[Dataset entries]

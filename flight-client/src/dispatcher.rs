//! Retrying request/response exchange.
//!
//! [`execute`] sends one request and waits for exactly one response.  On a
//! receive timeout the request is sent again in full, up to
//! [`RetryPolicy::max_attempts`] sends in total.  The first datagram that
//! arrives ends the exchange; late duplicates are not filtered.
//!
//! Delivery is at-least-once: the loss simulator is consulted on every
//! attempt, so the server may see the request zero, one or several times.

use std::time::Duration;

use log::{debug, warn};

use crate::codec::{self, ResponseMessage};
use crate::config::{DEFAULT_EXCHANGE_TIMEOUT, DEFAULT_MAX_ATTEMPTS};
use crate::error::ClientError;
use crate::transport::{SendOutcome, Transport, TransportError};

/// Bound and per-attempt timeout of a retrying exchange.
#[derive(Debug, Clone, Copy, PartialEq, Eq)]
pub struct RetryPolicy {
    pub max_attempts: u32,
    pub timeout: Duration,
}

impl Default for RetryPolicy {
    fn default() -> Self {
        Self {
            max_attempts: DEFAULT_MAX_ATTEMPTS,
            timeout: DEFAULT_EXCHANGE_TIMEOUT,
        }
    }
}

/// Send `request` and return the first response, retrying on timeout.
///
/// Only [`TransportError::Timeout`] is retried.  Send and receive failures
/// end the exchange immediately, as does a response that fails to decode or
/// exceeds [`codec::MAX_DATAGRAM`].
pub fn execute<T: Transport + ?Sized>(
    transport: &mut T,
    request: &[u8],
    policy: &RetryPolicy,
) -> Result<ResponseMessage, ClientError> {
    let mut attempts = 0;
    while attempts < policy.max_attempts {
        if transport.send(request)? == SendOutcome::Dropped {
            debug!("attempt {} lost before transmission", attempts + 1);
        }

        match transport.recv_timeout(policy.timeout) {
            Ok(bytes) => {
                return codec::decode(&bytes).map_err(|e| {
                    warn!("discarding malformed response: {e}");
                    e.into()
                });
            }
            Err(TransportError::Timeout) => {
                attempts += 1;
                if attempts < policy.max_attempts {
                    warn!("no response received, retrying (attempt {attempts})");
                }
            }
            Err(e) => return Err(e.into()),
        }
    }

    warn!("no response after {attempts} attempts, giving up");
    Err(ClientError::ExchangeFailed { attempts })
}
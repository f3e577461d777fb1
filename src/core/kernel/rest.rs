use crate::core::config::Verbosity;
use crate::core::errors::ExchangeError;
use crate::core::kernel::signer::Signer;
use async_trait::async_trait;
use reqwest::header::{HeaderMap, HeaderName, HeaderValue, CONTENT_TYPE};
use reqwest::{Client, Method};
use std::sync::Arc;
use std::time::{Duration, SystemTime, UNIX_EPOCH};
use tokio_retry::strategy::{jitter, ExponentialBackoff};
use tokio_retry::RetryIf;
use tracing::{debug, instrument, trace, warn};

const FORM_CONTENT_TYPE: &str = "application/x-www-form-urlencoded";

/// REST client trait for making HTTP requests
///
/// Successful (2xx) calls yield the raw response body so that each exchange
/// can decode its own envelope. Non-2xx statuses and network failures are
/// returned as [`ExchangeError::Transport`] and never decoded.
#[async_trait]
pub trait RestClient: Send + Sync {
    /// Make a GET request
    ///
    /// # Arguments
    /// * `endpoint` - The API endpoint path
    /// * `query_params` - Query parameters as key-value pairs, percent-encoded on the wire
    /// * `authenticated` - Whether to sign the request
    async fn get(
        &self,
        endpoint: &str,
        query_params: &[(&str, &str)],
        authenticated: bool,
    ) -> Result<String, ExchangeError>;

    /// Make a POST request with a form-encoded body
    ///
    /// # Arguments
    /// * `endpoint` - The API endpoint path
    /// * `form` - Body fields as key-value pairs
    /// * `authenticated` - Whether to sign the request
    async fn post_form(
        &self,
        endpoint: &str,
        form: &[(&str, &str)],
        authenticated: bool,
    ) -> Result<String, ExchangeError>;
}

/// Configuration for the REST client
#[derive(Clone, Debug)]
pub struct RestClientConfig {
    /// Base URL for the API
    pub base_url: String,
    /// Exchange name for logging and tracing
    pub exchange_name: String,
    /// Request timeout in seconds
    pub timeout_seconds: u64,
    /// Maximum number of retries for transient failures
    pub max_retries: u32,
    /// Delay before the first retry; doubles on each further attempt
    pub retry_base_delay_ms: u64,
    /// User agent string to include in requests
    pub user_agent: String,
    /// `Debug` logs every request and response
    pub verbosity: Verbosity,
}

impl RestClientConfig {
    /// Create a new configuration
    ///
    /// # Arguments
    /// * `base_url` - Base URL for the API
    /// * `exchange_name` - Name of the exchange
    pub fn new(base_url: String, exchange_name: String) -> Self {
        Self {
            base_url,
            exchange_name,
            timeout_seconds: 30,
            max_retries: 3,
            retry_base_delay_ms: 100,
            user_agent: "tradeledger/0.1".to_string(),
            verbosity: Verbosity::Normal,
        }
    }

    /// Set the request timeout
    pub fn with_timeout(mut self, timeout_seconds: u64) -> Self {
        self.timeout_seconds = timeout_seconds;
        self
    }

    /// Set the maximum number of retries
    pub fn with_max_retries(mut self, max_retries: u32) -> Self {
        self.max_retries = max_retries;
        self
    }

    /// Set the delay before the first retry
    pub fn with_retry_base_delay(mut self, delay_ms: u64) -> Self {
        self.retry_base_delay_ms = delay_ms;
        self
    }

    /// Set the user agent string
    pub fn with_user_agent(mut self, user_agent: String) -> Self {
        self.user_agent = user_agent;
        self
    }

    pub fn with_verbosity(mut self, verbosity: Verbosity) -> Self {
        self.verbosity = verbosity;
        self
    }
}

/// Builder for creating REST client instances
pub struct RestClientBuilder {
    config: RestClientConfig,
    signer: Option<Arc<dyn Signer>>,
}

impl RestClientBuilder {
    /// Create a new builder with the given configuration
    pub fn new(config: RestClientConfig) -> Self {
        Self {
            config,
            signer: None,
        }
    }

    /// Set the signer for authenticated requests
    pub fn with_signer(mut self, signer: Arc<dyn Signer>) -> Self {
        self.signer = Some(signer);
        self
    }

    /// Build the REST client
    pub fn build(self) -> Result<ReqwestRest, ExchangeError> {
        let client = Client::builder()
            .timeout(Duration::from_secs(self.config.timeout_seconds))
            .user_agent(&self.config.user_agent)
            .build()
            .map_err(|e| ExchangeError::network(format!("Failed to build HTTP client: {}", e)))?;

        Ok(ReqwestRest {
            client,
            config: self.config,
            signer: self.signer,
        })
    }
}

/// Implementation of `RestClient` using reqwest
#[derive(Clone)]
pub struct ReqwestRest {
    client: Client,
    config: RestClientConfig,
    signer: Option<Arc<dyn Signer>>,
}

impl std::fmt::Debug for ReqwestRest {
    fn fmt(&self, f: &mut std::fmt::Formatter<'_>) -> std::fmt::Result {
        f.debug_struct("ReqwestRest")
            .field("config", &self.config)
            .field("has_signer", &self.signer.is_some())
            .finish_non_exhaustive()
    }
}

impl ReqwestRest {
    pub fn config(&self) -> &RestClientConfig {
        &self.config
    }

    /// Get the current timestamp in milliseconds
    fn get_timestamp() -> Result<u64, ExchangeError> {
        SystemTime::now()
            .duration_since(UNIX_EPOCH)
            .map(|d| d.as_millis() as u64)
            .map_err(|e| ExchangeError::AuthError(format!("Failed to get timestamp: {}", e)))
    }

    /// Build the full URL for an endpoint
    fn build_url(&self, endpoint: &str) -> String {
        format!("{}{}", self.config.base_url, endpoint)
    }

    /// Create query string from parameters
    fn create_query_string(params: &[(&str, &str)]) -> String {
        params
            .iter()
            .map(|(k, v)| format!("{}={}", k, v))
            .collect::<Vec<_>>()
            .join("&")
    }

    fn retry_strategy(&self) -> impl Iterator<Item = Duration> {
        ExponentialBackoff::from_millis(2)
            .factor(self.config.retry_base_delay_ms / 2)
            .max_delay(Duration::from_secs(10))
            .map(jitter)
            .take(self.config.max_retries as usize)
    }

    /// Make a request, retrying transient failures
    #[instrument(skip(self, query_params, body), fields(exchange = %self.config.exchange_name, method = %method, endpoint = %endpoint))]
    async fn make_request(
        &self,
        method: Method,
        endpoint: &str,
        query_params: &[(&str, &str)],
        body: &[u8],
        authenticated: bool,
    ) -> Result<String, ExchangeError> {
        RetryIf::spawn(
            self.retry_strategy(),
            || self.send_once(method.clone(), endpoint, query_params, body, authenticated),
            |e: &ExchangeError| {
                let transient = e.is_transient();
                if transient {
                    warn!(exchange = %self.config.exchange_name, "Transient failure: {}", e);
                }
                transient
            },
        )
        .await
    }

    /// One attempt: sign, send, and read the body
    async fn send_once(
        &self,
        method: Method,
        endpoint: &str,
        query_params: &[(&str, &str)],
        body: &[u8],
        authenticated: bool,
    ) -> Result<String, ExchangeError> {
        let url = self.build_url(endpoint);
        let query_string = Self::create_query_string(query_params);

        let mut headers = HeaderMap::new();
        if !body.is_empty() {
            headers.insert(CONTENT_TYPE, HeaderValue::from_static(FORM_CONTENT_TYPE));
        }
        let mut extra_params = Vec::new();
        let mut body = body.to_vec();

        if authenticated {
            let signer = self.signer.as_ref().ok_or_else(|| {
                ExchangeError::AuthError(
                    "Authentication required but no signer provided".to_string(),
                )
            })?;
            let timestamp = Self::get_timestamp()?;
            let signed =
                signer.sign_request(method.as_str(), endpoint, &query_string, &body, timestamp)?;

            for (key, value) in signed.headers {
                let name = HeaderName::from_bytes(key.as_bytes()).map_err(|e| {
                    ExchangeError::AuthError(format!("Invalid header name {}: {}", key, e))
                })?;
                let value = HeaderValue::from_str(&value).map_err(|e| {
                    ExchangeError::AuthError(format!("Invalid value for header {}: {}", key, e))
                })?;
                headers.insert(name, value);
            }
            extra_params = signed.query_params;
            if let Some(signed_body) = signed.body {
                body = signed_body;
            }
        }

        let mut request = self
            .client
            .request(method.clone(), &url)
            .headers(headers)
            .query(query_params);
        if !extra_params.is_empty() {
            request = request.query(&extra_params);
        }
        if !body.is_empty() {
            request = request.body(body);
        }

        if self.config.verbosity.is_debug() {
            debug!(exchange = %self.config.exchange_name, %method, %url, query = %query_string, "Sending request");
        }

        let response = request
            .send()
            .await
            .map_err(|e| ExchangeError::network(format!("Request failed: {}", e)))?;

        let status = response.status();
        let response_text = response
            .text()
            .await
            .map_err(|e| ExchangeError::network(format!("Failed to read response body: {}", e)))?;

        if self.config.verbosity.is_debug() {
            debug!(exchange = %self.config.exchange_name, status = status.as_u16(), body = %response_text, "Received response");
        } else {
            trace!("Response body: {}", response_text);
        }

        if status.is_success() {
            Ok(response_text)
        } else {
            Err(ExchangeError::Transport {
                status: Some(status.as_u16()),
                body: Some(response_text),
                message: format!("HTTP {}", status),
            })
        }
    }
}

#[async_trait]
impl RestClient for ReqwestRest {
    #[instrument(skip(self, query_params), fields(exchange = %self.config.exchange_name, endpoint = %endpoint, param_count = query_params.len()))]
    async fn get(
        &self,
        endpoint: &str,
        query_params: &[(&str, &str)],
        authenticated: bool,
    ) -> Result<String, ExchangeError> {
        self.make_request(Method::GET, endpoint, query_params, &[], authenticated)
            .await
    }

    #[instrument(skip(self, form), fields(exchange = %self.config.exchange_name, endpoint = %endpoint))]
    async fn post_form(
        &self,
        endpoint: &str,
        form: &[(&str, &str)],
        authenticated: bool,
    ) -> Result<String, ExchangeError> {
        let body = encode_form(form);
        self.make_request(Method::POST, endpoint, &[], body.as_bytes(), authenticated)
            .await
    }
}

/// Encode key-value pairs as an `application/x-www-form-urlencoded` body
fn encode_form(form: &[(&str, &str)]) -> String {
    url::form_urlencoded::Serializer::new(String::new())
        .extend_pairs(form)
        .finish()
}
...
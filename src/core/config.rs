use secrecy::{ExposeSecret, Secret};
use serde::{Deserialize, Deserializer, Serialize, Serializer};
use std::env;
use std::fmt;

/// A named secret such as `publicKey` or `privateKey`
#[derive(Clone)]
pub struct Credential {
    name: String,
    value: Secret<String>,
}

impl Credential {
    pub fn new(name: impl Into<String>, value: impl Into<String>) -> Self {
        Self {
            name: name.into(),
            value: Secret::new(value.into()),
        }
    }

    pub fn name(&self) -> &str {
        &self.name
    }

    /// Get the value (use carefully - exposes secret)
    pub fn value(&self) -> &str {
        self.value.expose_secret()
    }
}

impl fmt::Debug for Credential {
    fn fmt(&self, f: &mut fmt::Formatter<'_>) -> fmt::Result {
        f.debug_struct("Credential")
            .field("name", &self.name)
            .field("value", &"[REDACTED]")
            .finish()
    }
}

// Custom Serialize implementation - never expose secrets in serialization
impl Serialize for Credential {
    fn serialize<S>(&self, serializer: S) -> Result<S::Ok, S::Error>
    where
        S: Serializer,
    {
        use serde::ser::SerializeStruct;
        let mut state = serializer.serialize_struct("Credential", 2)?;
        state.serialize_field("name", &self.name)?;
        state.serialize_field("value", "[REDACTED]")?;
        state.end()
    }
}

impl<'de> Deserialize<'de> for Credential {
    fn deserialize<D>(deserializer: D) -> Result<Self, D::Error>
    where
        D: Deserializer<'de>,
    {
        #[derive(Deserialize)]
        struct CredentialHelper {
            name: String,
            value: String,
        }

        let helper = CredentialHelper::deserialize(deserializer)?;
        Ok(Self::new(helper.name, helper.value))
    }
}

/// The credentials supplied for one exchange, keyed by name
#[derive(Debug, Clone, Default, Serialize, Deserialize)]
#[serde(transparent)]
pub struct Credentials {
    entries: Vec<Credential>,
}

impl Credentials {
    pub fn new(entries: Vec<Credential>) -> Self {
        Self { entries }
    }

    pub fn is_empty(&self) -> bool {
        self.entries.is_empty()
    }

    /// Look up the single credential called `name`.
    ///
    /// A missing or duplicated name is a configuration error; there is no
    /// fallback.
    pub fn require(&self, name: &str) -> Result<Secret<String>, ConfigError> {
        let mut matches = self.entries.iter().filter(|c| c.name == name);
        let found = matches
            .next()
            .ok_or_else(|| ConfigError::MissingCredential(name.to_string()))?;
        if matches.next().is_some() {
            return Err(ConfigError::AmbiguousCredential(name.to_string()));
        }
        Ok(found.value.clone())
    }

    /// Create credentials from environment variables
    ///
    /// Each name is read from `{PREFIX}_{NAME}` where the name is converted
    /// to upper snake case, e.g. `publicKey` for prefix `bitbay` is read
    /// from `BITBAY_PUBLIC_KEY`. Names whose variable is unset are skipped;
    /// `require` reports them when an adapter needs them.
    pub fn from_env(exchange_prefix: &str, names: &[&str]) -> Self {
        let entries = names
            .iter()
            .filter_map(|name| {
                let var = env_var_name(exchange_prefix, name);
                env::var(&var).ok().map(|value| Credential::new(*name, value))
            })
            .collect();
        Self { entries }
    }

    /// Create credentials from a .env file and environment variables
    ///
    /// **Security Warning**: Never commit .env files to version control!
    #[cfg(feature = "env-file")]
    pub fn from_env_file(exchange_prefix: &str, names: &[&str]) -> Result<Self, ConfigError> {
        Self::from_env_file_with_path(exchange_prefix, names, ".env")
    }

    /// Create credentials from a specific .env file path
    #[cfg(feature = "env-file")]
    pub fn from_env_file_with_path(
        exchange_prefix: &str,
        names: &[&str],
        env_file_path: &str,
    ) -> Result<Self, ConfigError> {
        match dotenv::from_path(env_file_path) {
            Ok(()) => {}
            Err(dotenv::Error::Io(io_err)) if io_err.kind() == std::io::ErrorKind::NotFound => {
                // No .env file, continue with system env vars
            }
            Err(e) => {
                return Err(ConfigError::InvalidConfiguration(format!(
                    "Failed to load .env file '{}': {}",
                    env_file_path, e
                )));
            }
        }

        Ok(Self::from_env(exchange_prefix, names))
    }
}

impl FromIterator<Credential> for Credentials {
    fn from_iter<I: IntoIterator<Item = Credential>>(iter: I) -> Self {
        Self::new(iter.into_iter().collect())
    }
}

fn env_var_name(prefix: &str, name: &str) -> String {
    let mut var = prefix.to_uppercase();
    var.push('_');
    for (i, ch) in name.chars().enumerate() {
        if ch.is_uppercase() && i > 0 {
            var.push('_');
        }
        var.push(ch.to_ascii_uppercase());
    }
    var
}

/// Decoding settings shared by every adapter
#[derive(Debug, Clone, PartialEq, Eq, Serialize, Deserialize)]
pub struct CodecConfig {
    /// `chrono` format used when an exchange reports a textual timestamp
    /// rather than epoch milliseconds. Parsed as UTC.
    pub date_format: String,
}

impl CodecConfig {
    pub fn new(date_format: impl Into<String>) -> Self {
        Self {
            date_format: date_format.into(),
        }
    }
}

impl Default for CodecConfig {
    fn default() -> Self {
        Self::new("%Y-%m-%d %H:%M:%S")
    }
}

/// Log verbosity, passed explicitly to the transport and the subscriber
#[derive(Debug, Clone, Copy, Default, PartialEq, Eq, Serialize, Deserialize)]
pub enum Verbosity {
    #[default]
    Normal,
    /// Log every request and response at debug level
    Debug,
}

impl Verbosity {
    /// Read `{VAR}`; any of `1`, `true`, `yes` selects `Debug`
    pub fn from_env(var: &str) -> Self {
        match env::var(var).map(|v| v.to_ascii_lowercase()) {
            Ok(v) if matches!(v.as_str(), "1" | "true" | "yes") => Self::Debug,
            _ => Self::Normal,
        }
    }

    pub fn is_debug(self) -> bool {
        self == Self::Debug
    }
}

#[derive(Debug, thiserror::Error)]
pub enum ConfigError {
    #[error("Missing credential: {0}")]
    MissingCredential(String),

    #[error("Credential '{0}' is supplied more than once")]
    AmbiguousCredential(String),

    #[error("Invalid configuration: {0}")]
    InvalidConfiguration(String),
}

**THE PROBLEM**.
Would you copy out every line in the records that includes the string "CredentialHelper"?

**ANSWER**.
        struct CredentialHelper {
        let helper = CredentialHelper::deserialize(deserializer)?;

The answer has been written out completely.